Des révolutions postislamiques ?

Les raisons de la relative marginalité des islamistes sont multiples. D’abord, les deux pôles étatiques qui ont donné une assise matérielle à leur expansion, l’Arabie saoudite et l’Iran, connaissent une crise profonde de légitimité, notamment au sein des nouvelles générations. Ensuite, les islamistes sont traversés par des clivages politiques et générationnels, autant parmi ceux qui entendent cantonner leur action à l’islamisation des mœurs, que parmi ceux qui se sont avérés incapables d’offrir une alternative politique en termes de pouvoir, même lorsqu’ils disposaient d’une base de masse. Pourtant, l’élément essentiel est ailleurs: l’islam politique, quel que soit ses contradictions, est aussi influencé par l’évolution des rapports de forces  globaux auxquels il s’adapte, au moins en partie. Ainsi, dès les années 90, a-t-il commencé à opérer un virage – y compris ses composantes radicales – vers l’acceptation du modèle économique et social dominant.

    Les Frères musulmans n’ont ainsi jamais rejeté le dialogue avec Moubarak, y compris en plein soulèvement. Ils ont approuvé la contre-réforme agraire menée par le raïs et ont été extérieurs aux luttes qui ont marqué le réveil populaire. En Tunisie, Ennahda rêve d’une transition ordonnée qui lui assurerait un espace politique légal en passant des compromis avec l’appareil toujours en place de la dictature. A sa manière, l’islam politique – dont les directions effectives sont plutôt liées aux classes moyennes et à des secteurs économiques significatifs – s’est adapté aux logiques dominantes.
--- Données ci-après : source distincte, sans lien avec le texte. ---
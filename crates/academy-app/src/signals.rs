//! Turns OS termination signals into a `Message::Quit` for the event loop

use std::fmt;
use std::future::Future;

use academy_core::prelude::*;
use tokio::sync::mpsc;

use crate::message::Message;

/// Which OS signal asked the app to stop
#[derive(Debug, Clone, Copy, PartialEq, Eq)]
pub enum Shutdown {
    /// SIGINT, or Ctrl+C on Windows
    Interrupt,
    /// SIGTERM
    Terminate,
}

impl fmt::Display for Shutdown {
    fn fmt(&self, f: &mut fmt::Formatter<'_>) -> fmt::Result {
        match self {
            Shutdown::Interrupt => write!(f, "interrupt"),
            Shutdown::Terminate => write!(f, "terminate"),
        }
    }
}

/// Listen for SIGINT/SIGTERM in the background and send `Message::Quit`
pub fn spawn_signal_handler(tx: mpsc::Sender<Message>) {
    spawn_quit_on(wait_for_shutdown(), tx);
}

/// Send `Message::Quit` once `shutdown` resolves to a signal
fn spawn_quit_on<F>(shutdown: F, tx: mpsc::Sender<Message>)
where
    F: Future<Output = Result<Shutdown>> + Send + 'static,
{
    tokio::spawn(async move {
        match shutdown.await {
            Ok(signal) => {
                info!(%signal, "Shutdown requested");
                if tx.send(Message::Quit).await.is_err() {
                    debug!("Event loop already stopped");
                }
            }
            // Ctrl+C still arrives as a key event while raw mode is on
            Err(e) => warn!("Signal listener unavailable: {}", e),
        }
    });
}

#[cfg(unix)]
async fn wait_for_shutdown() -> Result<Shutdown> {
    use tokio::signal::unix::{signal, SignalKind};

    let listen = |kind: SignalKind, name: &str| {
        signal(kind).map_err(|e| Error::terminal(format!("Cannot listen for {name}: {e}")))
    };
    let mut interrupt = listen(SignalKind::interrupt(), "SIGINT")?;
    let mut terminate = listen(SignalKind::terminate(), "SIGTERM")?;

    Ok(tokio::select! {
        _ = interrupt.recv() => Shutdown::Interrupt,
        _ = terminate.recv() => Shutdown::Terminate,
    })
}

#[cfg(windows)]
async fn wait_for_shutdown() -> Result<Shutdown> {
    tokio::signal::ctrl_c()
        .await
        .map_err(|e| Error::terminal(format!("Cannot listen for Ctrl+C: {e}")))?;
    Ok(Shutdown::Interrupt)
}
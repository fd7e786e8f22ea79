//! File logging for the academy binary.
//!
//! The TUI owns stdout, so every event goes to a daily file under
//! [`log_directory`]. `ACADEMY_LOG` takes an `EnvFilter` directive:
//!
//! ```bash
//! ACADEMY_LOG=debug academy module-1
//! ACADEMY_LOG=academy_app=trace academy
//! ```

use std::path::PathBuf;

use tracing_appender::rolling::{RollingFileAppender, Rotation};
use tracing_subscriber::{fmt, prelude::*, EnvFilter};

use crate::error::{Error, Result};

/// Environment variable that overrides the log filter
pub const LOG_ENV_VAR: &str = "ACADEMY_LOG";

const DEFAULT_FILTER: &str = "crypto_academy=info,academy_app=info,academy_tui=info,warn";
const APP_DIR: &str = "crypto-academy";
const FILE_PREFIX: &str = "academy";
const FILE_SUFFIX: &str = "log";

/// `<data_local_dir>/crypto-academy/logs`, or `./crypto-academy/logs`
pub fn log_directory() -> PathBuf {
    dirs::data_local_dir()
        .unwrap_or_else(|| PathBuf::from("."))
        .join(APP_DIR)
        .join("logs")
}

fn env_filter() -> EnvFilter {
    EnvFilter::try_from_env(LOG_ENV_VAR).unwrap_or_else(|_| EnvFilter::new(DEFAULT_FILTER))
}

/// Install the global subscriber; files are named `academy.<date>.log`.
/// Returns the directory the files are written to.
pub fn init() -> Result<PathBuf> {
    let dir = log_directory();
    std::fs::create_dir_all(&dir)?;

    let appender = RollingFileAppender::builder()
        .rotation(Rotation::DAILY)
        .filename_prefix(FILE_PREFIX)
        .filename_suffix(FILE_SUFFIX)
        .build(&dir)
        .map_err(|e| Error::config(format!("Cannot open log file in {}: {e}", dir.display())))?;

    let file_layer = fmt::layer()
        .with_writer(appender)
        .with_ansi(false)
        .with_target(true)
        .with_file(true)
        .with_line_number(true)
        .with_timer(fmt::time::ChronoLocal::new(
            "%Y-%m-%d %H:%M:%S%.3f".to_string(),
        ));

    tracing_subscriber::registry()
        .with(env_filter())
        .with(file_layer)
        .try_init()
        .map_err(|e| Error::config(format!("Logging already initialised: {e}")))?;

    tracing::info!(
        version = env!("CARGO_PKG_VERSION"),
        dir = %dir.display(),
        "Crypto Academy starting"
    );

    Ok(dir)
}

#[cfg(test)]
mod tests {
    use super::*;

    #[test]
    fn test_log_directory_is_app_scoped() {
        assert!(log_directory().ends_with("crypto-academy/logs"));
    }

    #[test]
    fn test_default_filter_is_valid() {
        assert!(EnvFilter::try_new(DEFAULT_FILTER).is_ok());
    }
}
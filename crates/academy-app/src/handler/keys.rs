//! Key event handlers for different UI modes

use crate::input_key::InputKey;
use crate::message::Message;
use crate::route::Route;
use crate::state::{AppState, UiMode};

/// Convert key events to messages based on current UI mode and route
pub fn handle_key(state: &AppState, key: InputKey) -> Option<Message> {
    match state.ui_mode {
        UiMode::Help => handle_key_help(key),
        UiMode::SearchInput => handle_key_search_input(state, key),
        UiMode::Browse => match &state.route {
            Route::Home => handle_key_home(state, key),
            Route::Module(_) if state.current_module().is_some() => handle_key_module(key),
            Route::Module(_) => handle_key_not_found(key),
        },
    }
}

/// Handle key events while the help overlay is open
fn handle_key_help(key: InputKey) -> Option<Message> {
    match key {
        InputKey::Esc | InputKey::Char('?' | 'q') | InputKey::Enter => Some(Message::CloseHelp),
        InputKey::CharCtrl('c') => Some(Message::Quit),
        _ => None,
    }
}

/// Handle key events in search input mode
fn handle_key_search_input(state: &AppState, key: InputKey) -> Option<Message> {
    match key {
        // Drop the query and leave input mode
        InputKey::Esc => Some(Message::ClearSearch),

        // Keep the query, leave input mode
        InputKey::Enter => Some(Message::SubmitSearch),

        InputKey::Backspace => {
            let mut query = state.home.query.clone();
            query.pop();
            Some(Message::SearchInput { text: query })
        }

        InputKey::CharCtrl('u') => Some(Message::SearchInput {
            text: String::new(),
        }),

        InputKey::CharCtrl('c') => Some(Message::Quit),

        InputKey::Up => Some(Message::SelectPrevious),
        InputKey::Down => Some(Message::SelectNext),

        InputKey::Char(c) => {
            let mut query = state.home.query.clone();
            query.push(c);
            Some(Message::SearchInput { text: query })
        }

        _ => None,
    }
}

/// Keys shared by every browse view
fn handle_key_global(key: &InputKey) -> Option<Message> {
    match key {
        InputKey::Char('q') | InputKey::CharCtrl('c') => Some(Message::Quit),
        InputKey::Char('?') => Some(Message::ToggleHelp),
        _ => None,
    }
}

/// Handle key events on the module list
fn handle_key_home(state: &AppState, key: InputKey) -> Option<Message> {
    if let Some(msg) = handle_key_global(&key) {
        return Some(msg);
    }

    match key {
        InputKey::Up | InputKey::Char('k') => Some(Message::SelectPrevious),
        InputKey::Down | InputKey::Char('j') => Some(Message::SelectNext),
        InputKey::Home | InputKey::Char('g') => Some(Message::SelectFirst),
        InputKey::End | InputKey::Char('G') => Some(Message::SelectLast),
        InputKey::Enter | InputKey::Right | InputKey::Char('l') => Some(Message::OpenSelected),
        InputKey::Char('/') => Some(Message::StartSearch),
        InputKey::Esc if !state.home.query.is_empty() => Some(Message::ClearSearch),
        _ => None,
    }
}

/// Handle key events on a module detail page
fn handle_key_module(key: InputKey) -> Option<Message> {
    if let Some(msg) = handle_key_global(&key) {
        return Some(msg);
    }

    match key {
        InputKey::Up | InputKey::Char('k') => Some(Message::ScrollUp),
        InputKey::Down | InputKey::Char('j') => Some(Message::ScrollDown),
        InputKey::PageUp | InputKey::CharCtrl('b') => Some(Message::PageUp),
        InputKey::PageDown | InputKey::CharCtrl('f') | InputKey::Char(' ') => {
            Some(Message::PageDown)
        }
        InputKey::Home | InputKey::Char('g') => Some(Message::ScrollToTop),
        InputKey::End | InputKey::Char('G') => Some(Message::ScrollToBottom),
        InputKey::Left | InputKey::Char('p') => Some(Message::PreviousModule),
        InputKey::Right | InputKey::Char('n') => Some(Message::NextModule),
        InputKey::Esc | InputKey::Char('h') => Some(Message::GoHome),
        _ => None,
    }
}

/// Handle key events on the not-found view: the only action is going home
fn handle_key_not_found(key: InputKey) -> Option<Message> {
    if let Some(msg) = handle_key_global(&key) {
        return Some(msg);
    }

    match key {
        InputKey::Enter | InputKey::Esc | InputKey::Char('h') => Some(Message::GoHome),
        _ => None,
    }
}
//! Gradient-based solvers for saddle-point problems, `min_x max_y L(x, y)`.
//!
//! # Solvers
//!
//! - [`gradient_descent_ascent`] — simultaneous descent in `x` and ascent in
//!   `y` from one gradient evaluation, tolerance checked before each step
//! - [`explicit_twisted`] — explicit twisted gradient descent (ETGD),
//!   tolerance checked after each step
//! - [`implicit_twisted`] — implicit twisted gradient descent (ITGD), a
//!   Hessian-corrected linear solve per step, tolerance checked after each step
//!
//! Both twisted variants follow Essid, Tabak, and Trigila (2019). All three
//! use the sign-flip matrix `J = diag(1, −1)`.
//!
//! [`SaddlePoint`] wraps a problem and dispatches on an [`Algorithm`], which
//! can be parsed from a selector string.
//!
//! # Trajectories
//!
//! Every solver returns a [`Solution`] whose [`Trajectory`] starts with the
//! initial point and gains one entry per update step, so
//! `trajectory.len() == iters + 1`. Each entry carries the gradient norm at
//! that point. Reaching the iteration limit is reported as
//! [`Status::MaxIters`], not as an error, and a run whose point or gradient
//! overflows ends with [`Status::Diverged`].
//!
//! # Observer Events
//!
//! The solvers emit one [`Event`] for the initial point and one after every
//! step. Observers can return [`Action::StopEarly`] to end the run with
//! [`Status::StoppedByObserver`].

mod action;
mod algorithm;
mod config;
mod error;
mod evaluate;
mod event;
mod iterate;
mod saddle_point;
mod solution;
mod trajectory;

#[cfg(test)]
mod tests;

pub mod explicit_twisted;
pub mod gradient_descent_ascent;
pub mod implicit_twisted;

pub use action::Action;
pub use algorithm::{Algorithm, SelectorError};
pub use config::{Config, ConfigError};
pub use error::Error;
pub use event::Event;
pub use saddle_point::SaddlePoint;
pub use solution::{Solution, Status};
pub use trajectory::Trajectory;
Son attitude témoigne d’une certaine flexibilité tactique, afin de maintenir ensemble les fractions populaires de sa base et de répondre à une mobilisation dont l’expression sociale et politique n’est pas religieuse.

    Certes, il n’est pas exclu qu’en cas de défaite du mouvement populaire, ou d’impossibilité de s’appuyer sur de nouvelles élites bourgeoises moins discréditées par la dictature, il puisse aider à  reconfigurer un bloc dominant lié à l’impérialisme, dans une place subordonnée et contrôlée. Mais cette hypothèse n’est pas à l’ordre du jour: au contraire, si le mouvement populaire arrive à imposer des conquêtes démocratiques et sociales, y compris sur le terrain de l’égalité hommes-femmes et de la sécularisation de la vie sociale, le terreau populaire de son développement s’assècherait. Le retour de la question sociale et les formes prises par la conflictualité sociale et politique, l’affirmation d’un mouvement par en bas, pluraliste et autonome, n’ont pas alimenté jusqu’ici une contestation religieuse, mais une contestation démocratique populaire. En ce sens, il s’agit bien de révolutions « postislamistes ».

Les enjeux régionaux et nos tâches

Le monde arabe est en train de s’embraser, même s’il serait faux de penser que les situations sont identiques dans tous les pays. Les régimes tremblent, mais leur solidité, même relative, est variable. L’impérialisme ne peut se permettre un basculement total de la région, à plus forte raison, si ces processus débouchent sur une remise en cause – même partielle – des politiques néolibérales, du contrôle des ressources naturelles, de la pérennité des bases militaires étrangères et du statu quo avec l’Etat d’Israël. Ce qui se joue dans les révolutions en cours, si elles réalisent des percées concrètes sur le terrain social et démocratique, c’est la possibilité d’un début de rupture avec l’ordre capitaliste mondial, et donc d’un affaiblissement stratégique de l’impérialisme, alors que celui-ci connaît la plus grave crise de l’après deuxième guerre mondiale.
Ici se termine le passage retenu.